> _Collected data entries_
>>>
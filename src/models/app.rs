use serde::{Deserialize, Serialize};

/// A blocklist entry. Removal is a soft delete: unblocked entries are kept
/// with `blocked = false` rather than dropped from storage.
#[derive(Debug, Clone, PartialEq, Eq, Serialize, Deserialize)]
#[serde(rename_all = "camelCase")]
pub struct BlockedApp {
    pub path: String,
    pub name: String,
    pub blocked: bool,
}

/// Canonicalizes an executable path for blocklist comparison: backslashes
/// become forward slashes and duplicate separators collapse. Case folding is
/// left to the storage layer (the path column compares NOCASE), so the
/// stored path keeps its display casing.
pub fn normalize_exe_path(path: &str) -> String {
    let mut normalized = String::with_capacity(path.len());
    let mut previous_was_separator = false;

    for ch in path.chars() {
        let ch = if ch == '\\' { '/' } else { ch };
        if ch == '/' {
            if previous_was_separator {
                continue;
            }
            previous_was_separator = true;
        } else {
            previous_was_separator = false;
        }
        normalized.push(ch);
    }

    normalized
}

#[cfg(test)]
mod tests {
    use super::*;

    #[test]
    fn backslashes_become_forward_slashes() {
        assert_eq!(normalize_exe_path("C:\\Foo\\Bar.exe"), "C:/Foo/Bar.exe");
    }

    #[test]
    fn duplicate_separators_collapse() {
        assert_eq!(normalize_exe_path("C:\\Foo\\\\Bar.exe"), "C:/Foo/Bar.exe");
        assert_eq!(normalize_exe_path("C://Foo///Bar.exe"), "C:/Foo/Bar.exe");
    }

    #[test]
    fn forward_slash_paths_unchanged() {
        assert_eq!(normalize_exe_path("c:/foo/bar.exe"), "c:/foo/bar.exe");
        assert_eq!(normalize_exe_path("/usr/bin/firefox"), "/usr/bin/firefox");
    }

    #[test]
    fn mixed_variants_normalize_identically() {
        let normalized = [
            normalize_exe_path("C:\\Foo\\Bar.exe"),
            normalize_exe_path("C:/Foo/Bar.exe"),
            normalize_exe_path("C:\\Foo\\\\Bar.exe"),
        ];
        assert_eq!(normalized[0], normalized[1]);
        assert_eq!(normalized[1], normalized[2]);
    }
}
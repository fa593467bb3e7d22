mod controller;
mod engine;

use serde::Serialize;

use crate::system::{ProcessId, WindowHandle};

pub use controller::MonitorController;
pub use engine::MonitorEngine;

/// Raised once per newly observed blocked window. The host decides what to
/// do with it (typically: spawn an enforcement overlay); the engine itself
/// never constructs UI.
#[derive(Debug, Clone, Serialize)]
#[serde(rename_all = "camelCase")]
pub struct BlockedWindowEvent {
    pub window: WindowHandle,
    pub pid: ProcessId,
    pub app_path: String,
    pub app_name: String,
}
use std::collections::HashSet;
use std::sync::Arc;

use chrono::Local;
use log::warn;
use tokio::sync::mpsc::UnboundedSender;

use crate::db::Database;
use crate::models::normalize_exe_path;
use crate::system::processes::{is_own_executable, is_protected_process};
use crate::system::{WindowHandle, WindowSystem};

use super::BlockedWindowEvent;

/// One tick's worth of scanning: schedule gate, process/window scan, the
/// per-window match cache, and at-most-once event emission.
///
/// The cache holds every window handle an event has already been raised
/// for while that window is still enumerable. Handles that vanish are
/// evicted the same tick, so a later window of the same process gets
/// reported again.
pub struct MonitorEngine<S: WindowSystem> {
    db: Database,
    system: Arc<S>,
    events: UnboundedSender<BlockedWindowEvent>,
    cache: HashSet<WindowHandle>,
}

impl<S: WindowSystem> MonitorEngine<S> {
    pub fn new(db: Database, system: Arc<S>, events: UnboundedSender<BlockedWindowEvent>) -> Self {
        Self {
            db,
            system,
            events,
            cache: HashSet::new(),
        }
    }

    pub fn reset_cache(&mut self) {
        self.cache.clear();
    }

    /// Runs one scan cycle. Every failure mode here is soft: a missing
    /// schedule or a failed storage read means "don't block", a process
    /// that can't be inspected is skipped, and the next tick retries.
    pub async fn tick(&mut self) {
        let schedule = match self.db.get_block_schedule().await {
            Ok(Some(schedule)) => schedule,
            Ok(None) => return,
            Err(err) => {
                warn!("Schedule read failed, skipping tick: {err:#}");
                return;
            }
        };

        // Outside the blocking window the cache is deliberately left
        // untouched; only start/stop clear it.
        if !schedule.is_blocking_at(Local::now()) {
            return;
        }

        let mut seen = HashSet::new();

        for process in self.system.snapshot_processes() {
            if is_protected_process(&process.name) {
                continue;
            }

            let Some(path) = self.system.executable_path(process.pid) else {
                continue;
            };
            let app_path = normalize_exe_path(&path.to_string_lossy());
            if is_own_executable(&app_path) {
                continue;
            }

            let blocked = match self.db.is_app_blocked(&app_path).await {
                Ok(blocked) => blocked,
                Err(err) => {
                    warn!("Blocklist lookup for {app_path} failed: {err:#}");
                    false
                }
            };
            if !blocked {
                continue;
            }

            for window in self.system.top_level_windows(process.pid) {
                seen.insert(window);

                if self.cache.insert(window) {
                    let _ = self.events.send(BlockedWindowEvent {
                        window,
                        pid: process.pid,
                        app_path: app_path.clone(),
                        app_name: process.name.clone(),
                    });
                }
            }
        }

        // Set-difference eviction, always after detection: a window cannot
        // be evicted and re-detected within the same tick.
        self.cache.retain(|window| seen.contains(window));
    }
}
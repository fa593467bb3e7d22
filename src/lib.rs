pub mod db;
pub mod host;
pub mod models;
pub mod monitor;
pub mod overlay;
pub mod system;
//! Management events and frame decoding.

use num_derive::{FromPrimitive, ToPrimitive};
use num_traits::FromPrimitive;
use std::fmt;
use strum::{Display, EnumString};

use crate::{
    command::{check_payload_len, encode_frame, opcode_name, HEADER_LEN},
    status::check_status,
    ControllerSettings, Error, Result, INDEX_NONE,
};

/// Management event code.
#[derive(
    Clone, Copy, Debug, Eq, PartialEq, Ord, PartialOrd, Hash, Display, EnumString, FromPrimitive, ToPrimitive,
)]
#[cfg_attr(feature = "serde", derive(serde::Serialize, serde::Deserialize))]
#[repr(u16)]
#[non_exhaustive]
#[allow(missing_docs)]
pub enum EventCode {
    CommandComplete = 0x0001,
    CommandStatus = 0x0002,
    ControllerError = 0x0003,
    IndexAdded = 0x0004,
    IndexRemoved = 0x0005,
    NewSettings = 0x0006,
    ClassOfDeviceChanged = 0x0007,
    LocalNameChanged = 0x0008,
    NewLinkKey = 0x0009,
    NewLongTermKey = 0x000a,
    DeviceConnected = 0x000b,
    DeviceDisconnected = 0x000c,
    ConnectFailed = 0x000d,
    PinCodeRequest = 0x000e,
    UserConfirmationRequest = 0x000f,
    UserPasskeyRequest = 0x0010,
    AuthenticationFailed = 0x0011,
    DeviceFound = 0x0012,
    Discovering = 0x0013,
    DeviceBlocked = 0x0014,
    DeviceUnblocked = 0x0015,
    DeviceUnpaired = 0x0016,
    PasskeyNotify = 0x0017,
    NewIdentityResolvingKey = 0x0018,
    NewSignatureResolvingKey = 0x0019,
    DeviceAdded = 0x001a,
    DeviceRemoved = 0x001b,
    NewConnectionParameter = 0x001c,
    UnconfiguredIndexAdded = 0x001d,
    UnconfiguredIndexRemoved = 0x001e,
    NewConfigurationOptions = 0x001f,
    ExtendedIndexAdded = 0x0020,
    ExtendedIndexRemoved = 0x0021,
    LocalOobExtendedDataUpdated = 0x0022,
    AdvertisingAdded = 0x0023,
    AdvertisingRemoved = 0x0024,
    ExtendedControllerInfoChanged = 0x0025,
    PhyConfigurationChanged = 0x0026,
}

impl EventCode {
    /// Looks up a raw event code in the catalog.
    pub fn from_code(code: u16) -> Option<Self> {
        Self::from_u16(code)
    }

    /// Raw event code value.
    pub const fn code(self) -> u16 {
        self as u16
    }
}

impl From<EventCode> for u16 {
    fn from(code: EventCode) -> Self {
        code.code()
    }
}

/// Management event received from the kernel.
#[derive(Clone, PartialEq, Eq, Hash)]
pub struct Event {
    code: u16,
    index: u16,
    payload: Vec<u8>,
}

impl Event {
    /// Creates an event.
    ///
    /// Fails if the payload does not fit into a frame.
    pub fn new(code: impl Into<u16>, index: u16, payload: impl Into<Vec<u8>>) -> Result<Self> {
        let payload = payload.into();
        check_payload_len(payload.len())?;
        Ok(Self { code: code.into(), index, payload })
    }

    /// Decodes an event from a received frame.
    ///
    /// Bytes following the declared payload are ignored.
    pub fn decode(frame: &[u8]) -> Result<Self> {
        if frame.len() < HEADER_LEN {
            return Err(Error::invalid_format(format!(
                "frame of {} bytes is shorter than the {HEADER_LEN} byte header",
                frame.len()
            )));
        }
        let code = u16::from_le_bytes([frame[0], frame[1]]);
        let index = u16::from_le_bytes([frame[2], frame[3]]);
        let param_len = u16::from_le_bytes([frame[4], frame[5]]) as usize;
        let payload = frame.get(HEADER_LEN..HEADER_LEN + param_len).ok_or_else(|| {
            Error::invalid_format(format!(
                "declared payload length {param_len} exceeds available {} bytes",
                frame.len() - HEADER_LEN
            ))
        })?;
        Ok(Self { code, index, payload: payload.to_vec() })
    }

    /// Encodes the event into a frame.
    pub fn encode(&self) -> Vec<u8> {
        encode_frame(self.code, self.index, &self.payload)
    }

    /// Raw event code.
    pub fn code(&self) -> u16 {
        self.code
    }

    /// Event code, if it is in the catalog.
    pub fn event_code(&self) -> Option<EventCode> {
        EventCode::from_code(self.code)
    }

    /// Index of the controller that generated the event.
    pub fn index(&self) -> u16 {
        self.index
    }

    /// Event parameters.
    pub fn payload(&self) -> &[u8] {
        &self.payload
    }

    /// Parameter length.
    pub fn param_len(&self) -> u16 {
        self.payload.len() as u16
    }

    /// Whether this is a command status or command complete event.
    pub fn is_command_result(&self) -> bool {
        matches!(self.event_code(), Some(EventCode::CommandComplete | EventCode::CommandStatus))
    }

    /// Parses the payload of a [EventCode::NewSettings] event.
    pub fn new_settings(&self) -> Result<ControllerSettings> {
        if self.event_code() != Some(EventCode::NewSettings) {
            return Err(Error::invalid_format(format!("event {:#06x} is not a new settings event", self.code)));
        }
        if self.payload.len() != 4 {
            return Err(Error::invalid_format(format!(
                "new settings payload has {} bytes instead of 4",
                self.payload.len()
            )));
        }
        ControllerSettings::from_le_bytes(&self.payload)
    }
}

impl fmt::Debug for Event {
    fn fmt(&self, f: &mut fmt::Formatter<'_>) -> fmt::Result {
        let code = match self.event_code() {
            Some(code) => format!("{code} ({:#06x})", self.code),
            None => format!("{:#06x}", self.code),
        };
        let index = if self.index == INDEX_NONE { "none".to_string() } else { self.index.to_string() };
        write!(f, "Event {{ code: {}, index: {}, payload: {} }}", code, index, hex::encode(&self.payload))
    }
}

/// Payload of a command status event.
#[derive(Clone, Copy, Debug, PartialEq, Eq, Hash)]
pub struct CommandStatus {
    /// Opcode of the command this status belongs to.
    pub opcode: u16,
    /// Raw status byte.
    pub status: u8,
}

impl CommandStatus {
    /// Maps the status byte to a result.
    pub fn result(&self) -> Result<()> {
        check_status(self.status)
    }
}

/// Payload of a command complete event.
#[derive(Clone, Copy, PartialEq, Eq, Hash)]
pub struct CommandComplete<'a> {
    /// Opcode of the completed command.
    pub opcode: u16,
    /// Raw status byte.
    pub status: u8,
    /// Return parameters; may be empty.
    pub result: &'a [u8],
}

impl CommandComplete<'_> {
    /// Maps the status byte to a result carrying the return parameters.
    pub fn result(&self) -> Result<Vec<u8>> {
        check_status(self.status)?;
        Ok(self.result.to_vec())
    }
}

impl fmt::Debug for CommandComplete<'_> {
    fn fmt(&self, f: &mut fmt::Formatter<'_>) -> fmt::Result {
        write!(
            f,
            "CommandComplete {{ opcode: {}, status: {:#04x}, result: {} }}",
            opcode_name(self.opcode),
            self.status,
            hex::encode(self.result)
        )
    }
}

/// Parses the payload of a command status event.
///
/// The payload must be exactly 3 bytes long.
pub fn parse_command_status(payload: &[u8]) -> Result<CommandStatus> {
    match payload {
        &[op0, op1, status] => Ok(CommandStatus { opcode: u16::from_le_bytes([op0, op1]), status }),
        _ => Err(Error::invalid_format(format!(
            "command status payload has {} bytes instead of 3",
            payload.len()
        ))),
    }
}

/// Parses the payload of a command complete event.
///
/// The payload must be at least 3 bytes long.
pub fn parse_command_complete(payload: &[u8]) -> Result<CommandComplete<'_>> {
    match payload {
        &[op0, op1, status, ref result @ ..] => {
            Ok(CommandComplete { opcode: u16::from_le_bytes([op0, op1]), status, result })
        }
        _ => Err(Error::invalid_format(format!(
            "command complete payload has {} bytes, at least 3 required",
            payload.len()
        ))),
    }
}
<<<
> _Work instructions_
Provide the number of lines above in which the word "bool" appears, with no further words.

> _Reply to the exercise_
2